Beethovens "Missa solemnis" gehört zu den Werken der Musikgeschichte, die jenseits der Konventionen ihrer Gattung und konfessionellen Bindung stehen. Ursprünglich als Gottesdienstmusik für die Inthronisation von Erzherzog Rudolph zum Erzbischof gedacht, nahm Beethovens zweite Messvertonung während der langen Entstehungszeit (1819 - 1823) Dimensionen an, die ihn selbst von seinem "größten und gelungensten Werk" sprechen ließen, das auch als "Oratorium" gelten könne. In anschaulicher Weise zeichnet Sven Hiemke Entstehung und biografische Verflechtungen der "Missa solemnis" nach und enthüllt dabei den kompositorischen Kern eines Werkes, das die unvereinbaren Sphären des Himmlischen und des Irdischen thematisiert und die Wirkung des allmächtigen Gottes auf den Menschen musikalisch erfahrbar macht.
Rezensionsnotiz zu
Neue Zürcher Zeitung, 01.11.2003
Unter "künstlerischen, biografischen und wirtschaftlichen" Aspekten untersucht der Musikwissenschaftler Sven Hiemke jenes Werk, an dem Beethoven mehr als vier Jahre arbeitete, seine große Messe.
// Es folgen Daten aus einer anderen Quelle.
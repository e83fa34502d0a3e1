//! Partition refinement over the whole value line.
//!
//! A diagram node's partition is a sorted list of disjoint intervals that
//! need not cover every value. [`cover`] fills the gaps so the list spans
//! `(-inf, +inf)`; [`overlay`] walks two such covers in lock step and
//! yields the coarsest set of pieces on which both are constant.

use std::cmp::Ordering;

use super::interval::Interval;

/// One piece of a full cover. `payload` is `None` on a gap.
#[derive(Debug, Clone, PartialEq, Eq)]
pub struct Segment<T, C> {
    pub interval: Interval<T>,
    pub payload: Option<C>,
}

/// One piece of an overlay of two covers.
#[derive(Debug, Clone, PartialEq, Eq)]
pub struct Piece<T, A, B> {
    pub interval: Interval<T>,
    pub left: Option<A>,
    pub right: Option<B>,
}

/// Extends a sorted, disjoint partition into a cover of the whole line.
///
/// # Examples
///
/// ```
/// use midd_core::interval::{cover, Interval};
///
/// let edges = [(Interval::closed(0, 10).unwrap(), 'a')];
/// let segments = cover(edges.iter().map(|(i, c)| (i, *c)));
///
/// assert_eq!(segments.len(), 3);
/// assert_eq!(segments[0].interval, Interval::less_than(0));
/// assert_eq!(segments[1].payload, Some('a'));
/// assert_eq!(segments[2].interval, Interval::greater_than(10));
/// ```
pub fn cover<'a, T, C, I>(edges: I) -> Vec<Segment<T, C>>
where
    T: Ord + Clone + 'a,
    I: IntoIterator<Item = (&'a Interval<T>, C)>,
{
    let mut segments = Vec::new();

    // Start of the not-yet-covered region.
    let mut cursor = Interval::unbounded();

    for (interval, payload) in edges {
        let gap = Interval::from_parts(
            cursor.lower().clone(),
            interval.lower().clone(),
            cursor.is_lower_closed(),
            !interval.is_lower_closed() && !interval.is_lower_infinite(),
        );
        if gap.validate() {
            segments.push(Segment {
                interval: gap,
                payload: None,
            });
        }
        segments.push(Segment {
            interval: interval.clone(),
            payload: Some(payload),
        });
        cursor = Interval::unbounded().after(interval);
    }

    if cursor.validate() {
        segments.push(Segment {
            interval: cursor,
            payload: None,
        });
    }
    segments
}

/// Refines two covers against each other.
///
/// Both inputs must come from [`cover`]. Every returned piece lies inside
/// exactly one segment of each input and carries both payloads.
pub fn overlay<T, A, B>(left: &[Segment<T, A>], right: &[Segment<T, B>]) -> Vec<Piece<T, A, B>>
where
    T: Ord + Clone,
    A: Clone,
    B: Clone,
{
    let mut pieces = Vec::with_capacity(left.len() + right.len());
    let mut lefts = left.iter();
    let mut rights = right.iter();
    let mut cur_left = lefts.next().cloned();
    let mut cur_right = rights.next().cloned();

    // Both cursors always start at the same bound.
    while let (Some(l), Some(r)) = (&cur_left, &cur_right) {
        match l.interval.cmp_upper(&r.interval) {
            Ordering::Equal => {
                pieces.push(Piece {
                    interval: l.interval.clone(),
                    left: l.payload.clone(),
                    right: r.payload.clone(),
                });
                cur_left = lefts.next().cloned();
                cur_right = rights.next().cloned();
            }
            Ordering::Less => {
                pieces.push(Piece {
                    interval: l.interval.clone(),
                    left: l.payload.clone(),
                    right: r.payload.clone(),
                });
                cur_right = Some(Segment {
                    interval: r.interval.after(&l.interval),
                    payload: r.payload.clone(),
                });
                cur_left = lefts.next().cloned();
            }
            Ordering::Greater => {
                pieces.push(Piece {
                    interval: r.interval.clone(),
                    left: l.payload.clone(),
                    right: r.payload.clone(),
                });
                cur_left = Some(Segment {
                    interval: l.interval.after(&r.interval),
                    payload: l.payload.clone(),
                });
                cur_right = rights.next().cloned();
            }
        }
    }
    pieces
}

/// Checks that a partition is sorted, disjoint and made of valid intervals.
pub fn is_partition<'a, T, I>(intervals: I) -> bool
where
    T: Ord + Clone + 'a,
    I: IntoIterator<Item = &'a Interval<T>>,
{
    let mut prev: Option<&Interval<T>> = None;
    for interval in intervals {
        if !interval.validate() {
            return false;
        }
        if let Some(p) = prev {
            if p.lower() > interval.lower() || p.intersects(interval) {
                return false;
            }
        }
        prev = Some(interval);
    }
    true
}
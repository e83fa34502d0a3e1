//! The apply skeleton shared by conjunction, disjunction and combination.
//!
//! Two diagrams are walked in variable order. Where both test the same
//! variable their partitions are overlaid; where only one does, its
//! partition is distributed over the whole of the other diagram. Terminal
//! pairs are handed to the merge function. A value not covered by a
//! partition is treated as reaching the not-applicable terminal.

use std::collections::HashMap;
use std::hash::Hash;

use midd_core::interval::{cover, overlay, Segment};
use midd_core::{Edge, Interval, Node, NodeId, NodeStore, Result, Terminal, VariableId};
use smallvec::SmallVec;

/// Merges two diagrams of `store` with `merge` applied at terminal pairs.
///
/// The result is reduced and interned in the same store.
pub fn apply<T, D, F>(
    store: &mut NodeStore<T, D>,
    left: NodeId,
    right: NodeId,
    merge: F,
) -> Result<NodeId>
where
    T: Ord + Clone + Hash,
    D: Terminal,
    F: Fn(&D, &D) -> D,
{
    Apply {
        store,
        merge,
        memo: HashMap::new(),
    }
    .run(left, right)
}

struct Apply<'s, T, D, F> {
    store: &'s mut NodeStore<T, D>,
    merge: F,
    memo: HashMap<(NodeId, NodeId), NodeId>,
}

impl<T, D, F> Apply<'_, T, D, F>
where
    T: Ord + Clone + Hash,
    D: Terminal,
    F: Fn(&D, &D) -> D,
{
    fn run(&mut self, left: NodeId, right: NodeId) -> Result<NodeId> {
        if let Some(&done) = self.memo.get(&(left, right)) {
            return Ok(done);
        }

        let l = self.store.get(left)?.clone();
        let r = self.store.get(right)?.clone();

        let result = match (&l, &r) {
            (Node::External(a), Node::External(b)) => {
                let merged = (self.merge)(a.value(), b.value());
                self.store.terminal(merged)
            }
            (Node::Internal(a), Node::External(_)) => {
                self.split(a.variable(), (&l, left), (&r, right))?
            }
            (Node::External(_), Node::Internal(b)) => {
                self.split(b.variable(), (&l, left), (&r, right))?
            }
            (Node::Internal(a), Node::Internal(b)) => {
                let variable = a.variable().min(b.variable());
                self.split(variable, (&l, left), (&r, right))?
            }
        };

        self.memo.insert((left, right), result);
        Ok(result)
    }

    /// Builds the node on `variable` whose pieces are the overlay of both
    /// sides' partitions.
    fn split(
        &mut self,
        variable: VariableId,
        (l, left): (&Node<T, D>, NodeId),
        (r, right): (&Node<T, D>, NodeId),
    ) -> Result<NodeId> {
        let lhs = segments(l, left, variable);
        let rhs = segments(r, right, variable);
        let na = self.store.not_applicable();

        let mut edges: SmallVec<[Edge<T>; 8]> = SmallVec::new();
        for piece in overlay(&lhs, &rhs) {
            let child = self.run(piece.left.unwrap_or(na), piece.right.unwrap_or(na))?;
            edges.push(Edge::new(piece.interval, child));
        }
        self.store.internal(variable, edges)
    }
}

/// The node's partition as a full cover when it tests `variable`,
/// otherwise one segment over the whole line leading to the node itself.
fn segments<T, D>(node: &Node<T, D>, id: NodeId, variable: VariableId) -> Vec<Segment<T, NodeId>>
where
    T: Ord + Clone,
{
    match node {
        Node::Internal(n) if n.variable() == variable => {
            cover(n.edges().iter().map(|e| (&e.interval, e.child)))
        }
        _ => vec![Segment {
            interval: Interval::unbounded(),
            payload: Some(id),
        }],
    }
}
//! Attribute values and their data types.

use std::fmt;
use std::str::FromStr;

use rust_decimal::Decimal;
use serde::{Deserialize, Serialize};

use crate::error::{PolicyError, Result};

/// Declared type of an attribute.
#[derive(Debug, Clone, Copy, PartialEq, Eq, Hash, Deserialize, Serialize)]
#[serde(rename_all = "snake_case")]
pub enum DataType {
    Boolean,
    Integer,
    Decimal,
    String,
}

impl fmt::Display for DataType {
    fn fmt(&self, f: &mut fmt::Formatter<'_>) -> fmt::Result {
        match self {
            DataType::Boolean => write!(f, "boolean"),
            DataType::Integer => write!(f, "integer"),
            DataType::Decimal => write!(f, "decimal"),
            DataType::String => write!(f, "string"),
        }
    }
}

/// A typed attribute value.
///
/// Values of one kind are totally ordered. Values of different kinds
/// never meet on the same variable.
#[derive(Debug, Clone, PartialEq, Eq, PartialOrd, Ord, Hash)]
pub enum AttributeValue {
    Boolean(bool),
    Integer(i64),
    Decimal(Decimal),
    String(String),
}

impl AttributeValue {
    pub fn data_type(&self) -> DataType {
        match self {
            AttributeValue::Boolean(_) => DataType::Boolean,
            AttributeValue::Integer(_) => DataType::Integer,
            AttributeValue::Decimal(_) => DataType::Decimal,
            AttributeValue::String(_) => DataType::String,
        }
    }
}

impl fmt::Display for AttributeValue {
    fn fmt(&self, f: &mut fmt::Formatter<'_>) -> fmt::Result {
        match self {
            AttributeValue::Boolean(b) => write!(f, "{}", b),
            AttributeValue::Integer(i) => write!(f, "{}", i),
            AttributeValue::Decimal(d) => write!(f, "{}", d),
            AttributeValue::String(s) => write!(f, "{:?}", s),
        }
    }
}

impl From<bool> for AttributeValue {
    fn from(b: bool) -> Self {
        AttributeValue::Boolean(b)
    }
}

impl From<i64> for AttributeValue {
    fn from(i: i64) -> Self {
        AttributeValue::Integer(i)
    }
}

impl From<Decimal> for AttributeValue {
    fn from(d: Decimal) -> Self {
        AttributeValue::Decimal(d)
    }
}

impl From<&str> for AttributeValue {
    fn from(s: &str) -> Self {
        AttributeValue::String(s.to_string())
    }
}

impl From<String> for AttributeValue {
    fn from(s: String) -> Self {
        AttributeValue::String(s)
    }
}

/// An untyped value as written in a document or request.
///
/// Decimals are usually written as strings to keep their precision.
#[derive(Debug, Clone, PartialEq, Deserialize, Serialize)]
#[serde(untagged)]
pub enum Scalar {
    Boolean(bool),
    Integer(i64),
    Float(f64),
    Text(String),
}

impl Scalar {
    /// The data type a value of this shape has when nothing else is known.
    pub fn natural_type(&self) -> DataType {
        match self {
            Scalar::Boolean(_) => DataType::Boolean,
            Scalar::Integer(_) => DataType::Integer,
            Scalar::Float(_) => DataType::Decimal,
            Scalar::Text(_) => DataType::String,
        }
    }

    /// Reads the scalar as a value of `data_type`.
    ///
    /// Text is parsed into booleans, integers and decimals; integers and
    /// floats widen to decimals.
    ///
    /// # Errors
    ///
    /// [`PolicyError::TypeMismatch`] when the scalar cannot be read as
    /// `data_type`.
    pub fn typed(&self, attribute: &str, data_type: DataType) -> Result<AttributeValue> {
        let value = match (data_type, self) {
            (DataType::Boolean, Scalar::Boolean(b)) => Some(AttributeValue::Boolean(*b)),
            (DataType::Boolean, Scalar::Text(s)) => s.parse().ok().map(AttributeValue::Boolean),
            (DataType::Integer, Scalar::Integer(i)) => Some(AttributeValue::Integer(*i)),
            (DataType::Integer, Scalar::Text(s)) => s.parse().ok().map(AttributeValue::Integer),
            (DataType::Decimal, Scalar::Integer(i)) => {
                Some(AttributeValue::Decimal(Decimal::from(*i)))
            }
            (DataType::Decimal, Scalar::Float(f)) => {
                Decimal::try_from(*f).ok().map(AttributeValue::Decimal)
            }
            (DataType::Decimal, Scalar::Text(s)) => {
                Decimal::from_str(s.trim()).ok().map(AttributeValue::Decimal)
            }
            (DataType::String, Scalar::Text(s)) => Some(AttributeValue::String(s.clone())),
            _ => None,
        };
        value.ok_or_else(|| PolicyError::TypeMismatch {
            attribute: attribute.to_string(),
            expected: data_type,
            found: self.natural_type(),
        })
    }

    /// Reads the scalar as its natural type.
    pub fn natural(&self, attribute: &str) -> Result<AttributeValue> {
        self.typed(attribute, self.natural_type())
    }
}

impl From<bool> for Scalar {
    fn from(b: bool) -> Self {
        Scalar::Boolean(b)
    }
}

impl From<i64> for Scalar {
    fn from(i: i64) -> Self {
        Scalar::Integer(i)
    }
}

impl From<f64> for Scalar {
    fn from(f: f64) -> Self {
        Scalar::Float(f)
    }
}

impl From<&str> for Scalar {
    fn from(s: &str) -> Self {
        Scalar::Text(s.to_string())
    }
}

impl From<String> for Scalar {
    fn from(s: String) -> Self {
        Scalar::Text(s)
    }
}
Als überraschendste Information präsentiert der Autor dabei die weithin unbekannte Tatsache der Uraufführung des Werks in St. Petersburg. Neben dem Überblick über das Werk selbst erfährt man einiges über Beethovens Talent zur Selbstvermarktung. Wenngleich das Buch keine Einführung in die Entwürfe zur "Missa Solemnis" biete, lobt es der Rezensent mit dem Kürzel "ab." als "konzise Einführung".